▶ **HOW TO COMPLETE THIS TASK**:
The required output is every line from the beginning of the entries below through the line that includes "block hit at", copied exactly.

Stored data:
········

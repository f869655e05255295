// Copyright 2024 The quadsieve authors. All rights reserved.
// Use of this source code is governed by a BSD-style
// license that can be found in the LICENSE file.

//! Block sieve over an interval.
//!
//! A polynomial to sieve is described by a list of primes with 1 or 2
//! roots each: positions hit by p are r + kp. The interval is
//! processed in blocks of 32k bytes accumulating truncated logarithms.
//!
//! Most additions come from the smallest primes, so primes whose
//! product fits in a small window are pre-combined into a cyclic
//! pattern that initializes each block with a rotating copy instead
//! of being sieved again and again. Primes larger than a block hit at
//! most once per block: their hits are recorded in per-block buckets
//! which double as a reverse lookup table when a smooth candidate
//! must be factored.

use wide;

pub const BLOCK_SIZE: usize = 32 * 1024;
// The tiny prime pattern repeats every 2*3*5*7*11 = 2310 positions.
const CYCLE_LEN_MAX: usize = 4096;
const BUCKETS: usize = 512;
const BUCKETSIZE: usize = BLOCK_SIZE / BUCKETS;

/// Marker for an absent second root.
pub const NO_ROOT: u32 = u32::MAX;

/// A factor base prime instantiated for one polynomial.
/// Roots are offsets relative to the interval start, reduced mod p
/// (r2 is [`NO_ROOT`] when the roots coincide or p divides 2A).
#[derive(Clone, Copy, Debug)]
pub struct SievePrime {
    pub pidx: u32,
    pub p: u32,
    pub log: u8,
    pub r1: u32,
    pub r2: u32,
}

/// A reusable sieve. Allocations persist across polynomials, the
/// state is reset by [`init_poly`].
///
/// [`init_poly`]: Sieve::init_poly
pub struct Sieve {
    pub nblocks: usize,
    pub blk_no: usize,
    // Accumulated logs for the current block.
    pub blk: Vec<u8>,
    // Pre-combined pattern of the tiny primes.
    cycle: Vec<u8>,
    cycle_len: usize,
    cycle_off: usize,
    // One cursor per (prime, root) with p <= BLOCK_SIZE.
    // Offsets are relative to the current block.
    mp: Vec<u32>,
    mlog: Vec<u8>,
    moff: Vec<u32>,
    // One cursor per (prime, root) with p > BLOCK_SIZE.
    // Offsets are relative to the interval start.
    lp: Vec<u32>,
    llog: Vec<u8>,
    lpidx: Vec<u32>,
    loff: Vec<u32>,
    // Bucketed large prime hits of the current block.
    bucket_pidx: Vec<u32>,
    bucket_pos: Vec<u16>,
    bucket_len: [u8; BUCKETS],
    use_buckets: bool,
}

impl Sieve {
    pub fn new(use_buckets: bool) -> Self {
        Sieve {
            nblocks: 0,
            blk_no: 0,
            blk: vec![0u8; BLOCK_SIZE],
            cycle: vec![0u8; CYCLE_LEN_MAX],
            cycle_len: 1,
            cycle_off: 0,
            mp: vec![],
            mlog: vec![],
            moff: vec![],
            lp: vec![],
            llog: vec![],
            lpidx: vec![],
            loff: vec![],
            bucket_pidx: vec![0u32; BUCKETS * BUCKETSIZE],
            bucket_pos: vec![0u16; BUCKETS * BUCKETSIZE],
            bucket_len: [0u8; BUCKETS],
            use_buckets,
        }
    }

    /// Reset the sieve for a new polynomial over nblocks blocks.
    pub fn init_poly(&mut self, primes: &[SievePrime], nblocks: usize) {
        self.nblocks = nblocks;
        self.blk_no = 0;
        self.cycle_off = 0;
        self.mp.clear();
        self.mlog.clear();
        self.moff.clear();
        self.lp.clear();
        self.llog.clear();
        self.lpidx.clear();
        self.loff.clear();

        // Combine the leading tiny primes into the cyclic pattern.
        let mut cycle_len = 1usize;
        let mut idx = 0;
        while idx < primes.len() {
            let p = primes[idx].p as usize;
            if cycle_len * p > CYCLE_LEN_MAX {
                break;
            }
            cycle_len *= p;
            idx += 1;
        }
        self.cycle_len = cycle_len;
        let cycle = &mut self.cycle[..cycle_len];
        cycle.fill(0);
        for sp in &primes[..idx] {
            for r in [sp.r1, sp.r2] {
                if r == NO_ROOT {
                    continue;
                }
                let mut pos = r as usize;
                while pos < cycle_len {
                    cycle[pos] += sp.log;
                    pos += sp.p as usize;
                }
            }
        }

        for sp in &primes[idx..] {
            if sp.p as usize <= BLOCK_SIZE {
                for r in [sp.r1, sp.r2] {
                    if r == NO_ROOT {
                        continue;
                    }
                    self.mp.push(sp.p);
                    self.mlog.push(sp.log);
                    self.moff.push(r);
                }
            } else {
                for r in [sp.r1, sp.r2] {
                    if r == NO_ROOT {
                        continue;
                    }
                    self.lp.push(sp.p);
                    self.llog.push(sp.log);
                    self.lpidx.push(sp.pidx);
                    self.loff.push(r);
                }
            }
        }
    }

    pub fn sieve_block(&mut self) {
        debug_assert!(self.blk_no < self.nblocks);
        let blk = &mut self.blk[..];
        // Initialize the block with the rotating tiny prime pattern.
        let n = self.cycle_len;
        if n > 1 {
            let mut src = self.cycle_off;
            for b in blk.iter_mut() {
                *b = self.cycle[src];
                src += 1;
                if src == n {
                    src = 0;
                }
            }
            self.cycle_off = src;
        } else {
            blk.fill(0);
        }
        // Medium primes: ordinary sieving with rolling offsets.
        unsafe {
            for i in 0..self.mp.len() {
                let p = *self.mp.get_unchecked(i) as usize;
                let size = *self.mlog.get_unchecked(i);
                let mut off = *self.moff.get_unchecked(i) as usize;
                if p < 1024 {
                    let ll = BLOCK_SIZE - 4 * p;
                    while off < ll {
                        *blk.get_unchecked_mut(off) += size;
                        off += p;
                        *blk.get_unchecked_mut(off) += size;
                        off += p;
                        *blk.get_unchecked_mut(off) += size;
                        off += p;
                        *blk.get_unchecked_mut(off) += size;
                        off += p;
                    }
                }
                while off < BLOCK_SIZE {
                    *blk.get_unchecked_mut(off) += size;
                    off += p;
                }
                self.moff[i] = (off - BLOCK_SIZE) as u32;
            }
        }
        // Large primes hit at most once per block.
        self.bucket_len.fill(0);
        let block_end = ((self.blk_no + 1) * BLOCK_SIZE) as u32;
        for i in 0..self.lp.len() {
            let off = self.loff[i];
            if off >= block_end {
                continue;
            }
            let pos = off as usize % BLOCK_SIZE;
            blk[pos] += self.llog[i];
            if self.use_buckets {
                let b = pos / BUCKETSIZE;
                let blen = self.bucket_len[b] as usize;
                if blen < BUCKETSIZE {
                    self.bucket_pidx[b * BUCKETSIZE + blen] = self.lpidx[i];
                    self.bucket_pos[b * BUCKETSIZE + blen] = pos as u16;
                    self.bucket_len[b] = blen as u8 + 1;
                } else {
                    // Overflow: keep the counter saturated as a marker.
                    self.bucket_len[b] = u8::MAX;
                }
            }
            self.loff[i] = off + self.lp[i];
        }
    }

    pub fn next_block(&mut self) {
        self.blk_no += 1;
    }

    pub fn done(&self) -> bool {
        self.blk_no >= self.nblocks
    }

    /// Scan the sieved block for candidates with accumulated logs at
    /// least `threshold` (the bound is inclusive). Returns block
    /// positions, each with the bucketed large prime indices hitting
    /// it, or None when the bucket overflowed and the caller must
    /// scan large primes itself.
    pub fn smooths(&self, threshold: u8) -> (Vec<u16>, Vec<Option<Vec<u32>>>) {
        debug_assert!(threshold > 0);
        let mut res: Vec<u16> = vec![];
        let thr16x = wide::u8x16::splat(threshold - 1);
        let mut i = 0;
        while i < BLOCK_SIZE {
            unsafe {
                // Cast as [u8;16] to avoid assuming alignment.
                let blk16 = (&self.blk[i] as *const u8) as *const [u8; 16];
                let blk16w = wide::u8x16::new(*blk16);
                if thr16x != blk16w.max(thr16x) {
                    // Some element is >= threshold.
                    for j in 0..16 {
                        if (*blk16)[j] >= threshold {
                            res.push((i + j) as u16);
                        }
                    }
                }
            }
            i += 16;
        }
        if res.is_empty() {
            return (vec![], vec![]);
        }
        let mut facs = Vec::with_capacity(res.len());
        for &r in &res {
            if !self.use_buckets {
                facs.push(None);
                continue;
            }
            let b = r as usize / BUCKETSIZE;
            let blen = self.bucket_len[b];
            if blen == u8::MAX {
                facs.push(None);
                continue;
            }
            let mut v = vec![];
            for k in 0..blen as usize {
                if self.bucket_pos[b * BUCKETSIZE + k] == r {
                    v.push(self.bucket_pidx[b * BUCKETSIZE + k]);
                }
            }
            facs.push(Some(v));
        }
        (res, facs)
    }
}

#[cfg(test)]
mod tests {
    use super::*;

    // Cross check the sieve against naive accumulation for a mix of
    // tiny, medium and large primes over several blocks.
    #[test]
    fn test_sieve_matches_naive() {
        let primes = vec![
            SievePrime {
                pidx: 0,
                p: 2,
                log: 1,
                r1: 1,
                r2: NO_ROOT,
            },
            SievePrime {
                pidx: 1,
                p: 3,
                log: 2,
                r1: 0,
                r2: 2,
            },
            SievePrime {
                pidx: 2,
                p: 11,
                log: 4,
                r1: 5,
                r2: 9,
            },
            SievePrime {
                pidx: 3,
                p: 251,
                log: 8,
                r1: 17,
                r2: 101,
            },
            SievePrime {
                pidx: 4,
                p: 40961,
                log: 16,
                r1: 12345,
                r2: 40000,
            },
        ];
        let nblocks = 3;
        let mut naive = vec![0u8; nblocks * BLOCK_SIZE];
        for sp in &primes {
            for r in [sp.r1, sp.r2] {
                if r == NO_ROOT {
                    continue;
                }
                let mut pos = r as usize;
                while pos < naive.len() {
                    naive[pos] += sp.log;
                    pos += sp.p as usize;
                }
            }
        }
        let mut s = Sieve::new(true);
        s.init_poly(&primes, nblocks);
        for b in 0..nblocks {
            s.sieve_block();
            assert_eq!(
                &s.blk[..],
                &naive[b * BLOCK_SIZE..(b + 1) * BLOCK_SIZE],
                "block {b}"
            );
            s.next_block();
        }
        assert!(s.done());
    }

    #[test]
    fn test_threshold_inclusive() {
        // A position summing exactly to the threshold is reported.
        let primes = vec![
            SievePrime {
                pidx: 0,
                p: 4099,
                log: 13,
                r1: 777,
                r2: NO_ROOT,
            },
            SievePrime {
                pidx: 1,
                p: 5003,
                log: 13,
                r1: 777,
                r2: NO_ROOT,
            },
        ];
        let mut s = Sieve::new(true);
        s.init_poly(&primes, 1);
        s.sieve_block();
        assert_eq!(s.blk[777], 26);
        let (pos, _) = s.smooths(26);
        assert!(pos.contains(&777));
        let (pos, _) = s.smooths(27);
        assert!(!pos.contains(&777));
    }

    #[test]
    fn test_large_prime_buckets() {
        let primes = vec![
            SievePrime {
                pidx: 7,
                p: 65537,
                log: 17,
                r1: 1000,
                r2: 50000,
            },
            SievePrime {
                pidx: 9,
                p: 40961,
                log: 16,
                r1: 1000,
                r2: NO_ROOT,
            },
        ];
        let mut s = Sieve::new(true);
        s.init_poly(&primes, 4);
        s.sieve_block();
        let (pos, facs) = s.smooths(17);
        assert_eq!(pos, vec![1000]);
        let mut pidxs = facs[0].clone().unwrap();
        pidxs.sort();
        assert_eq!(pidxs, vec![7, 9]);
        // Second hit of 40961 lands in block 1 at 41000 + 40961 ...
        s.next_block();
        s.sieve_block();
        let (pos, facs) = s.smooths(16);
        assert_eq!(pos, vec![(41961 - BLOCK_SIZE) as u16, (50000 - BLOCK_SIZE) as u16]);
        assert_eq!(facs[0].clone().unwrap(), vec![9]);
        assert_eq!(facs[1].clone().unwrap(), vec![7]);
    }

    #[test]
    fn test_empty_primes() {
        let mut s = Sieve::new(true);
        s.init_poly(&[], 1);
        s.sieve_block();
        let (pos, _) = s.smooths(1);
        assert!(pos.is_empty());
    }
}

········

▶ **EXERCISE SOLUTION**:
repository f869655e05255295
// Copyright 2024 The quadsieve authors. All rights reserved.
// Use of this source code is governed by a BSD-style
// license that can be found in the LICENSE file.

//! Block sieve over an interval.
//!
//! A polynomial to sieve is described by a list of primes with 1 or 2
//! roots each: positions hit by p are r + kp. The interval is
//! processed in blocks of 32k bytes accumulating truncated logarithms.
//!
//! Most additions come from the smallest primes, so primes whose
//! product fits in a small window are pre-combined into a cyclic
//! pattern that initializes each block with a rotating copy instead
//! of being sieved again and again. Primes larger than a block hit at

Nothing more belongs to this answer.